Schölkopf, B., Smola, A., Müller, K.-R., Burges, C., & Vapnik, V. (1998). Support Vector methods in learning and feature extraction. In T. Downs, M. Frean, & M. Gallagher (Eds.), Ninth Australian Conference on Neural Networks (ACNN 1998) (pp. 72-78). St. Lucia.


Cite as: https://hdl.handle.net/11858/00-001M-0000-0013-E9A8-1
Abstract
The last years have witnessed an increasing interest in Support Vector (SV) machines, which use Mercer kernels for efficiently performing computations in high-dimensional spaces. In pattern recognition, the SV algorithm constructs nonlinear decision functions by training a classifier to perform a linear separation in some high-dimensional space which is nonlinearly related to input space.

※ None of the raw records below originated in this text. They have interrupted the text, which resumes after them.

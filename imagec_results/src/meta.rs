//! Plain record types mirroring the database rows.

use enumset::EnumSet;
use imagec_core::types::{ChannelValidity, MeasureChannelId};
use std::collections::BTreeMap;
use std::path::PathBuf;

#[derive(Debug, Clone, PartialEq, Eq, Default)]
pub struct AnalyzeMeta {
	pub analyze_id: String,
	pub run_id: String,
	pub name: String,
	pub timestamp: String,
	pub scientists: Vec<String>,
	pub organisation: String,
	pub notes: String,
	pub settings_json: String,
}

#[derive(Debug, Clone, PartialEq, Eq, Default)]
pub struct PlateMeta {
	pub analyze_id: String,
	pub plate_id: u8,
	pub notes: String,
}

#[derive(Debug, Clone, PartialEq, Eq, Default)]
pub struct GroupMeta {
	pub analyze_id: String,
	pub plate_id: u8,
	/// Packed well position: low byte x, high byte y.
	pub group_id: u16,
	pub well_pos_x: u8,
	pub well_pos_y: u8,
	pub name: String,
	pub notes: String,
}

#[derive(Debug, Clone, PartialEq, Eq, Default)]
pub struct ImageMeta {
	pub analyze_id: String,
	pub image_id: u64,
	/// Image number within its well, as extracted from the file name.
	pub image_idx: u32,
	pub file_name: String,
	pub original_file_path: PathBuf,
	pub width: u64,
	pub height: u64,
}

#[derive(Debug, Clone, PartialEq, Eq, Default)]
pub struct ChannelMeta {
	pub analyze_id: String,
	pub channel_id: u16,
	pub name: String,
	/// Measure channels this channel emits per object.
	pub measurements: Vec<MeasureChannelId>,
}

#[derive(Debug, Clone, PartialEq, Eq, Default)]
pub struct ImageChannelMeta {
	pub analyze_id: String,
	pub image_id: u64,
	pub channel_id: u16,
	pub validity: EnumSet<ChannelValidity>,
	pub invalidate_all: bool,
	/// Path template with a literal `${tile_id}` placeholder.
	pub control_image_path: String,
}

/// One object as persisted: a dense id, its validity bits and the value
/// vector keyed by measure channel.
#[derive(Debug, Clone, PartialEq, Default)]
pub struct ObjectRecord {
	pub object_id: u32,
	pub validity: u32,
	pub values: BTreeMap<MeasureChannelId, Vec<f64>>,
}

/// Replaces the literal `${tile_id}` placeholder of a control image
/// path template.
pub fn substitute_tile_id(template: &str, tile_id: u16) -> String {
	template.replace("${tile_id}", &tile_id.to_string())
}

Recently, we have developed a technique for Nonlinear Principal Component Analysis (Kernel PCA) based on the same types of kernels. This way, we can for instance efficiently extract polynomial features of arbitrary order by computing projections onto principal components in the space of all products of n pixels of images. We explain the idea of Mercer kernels and associated feature spaces, and describe connections to the theory of reproducing kernels and to regularization theory, followed by an overview of the above algorithms employing these kernels.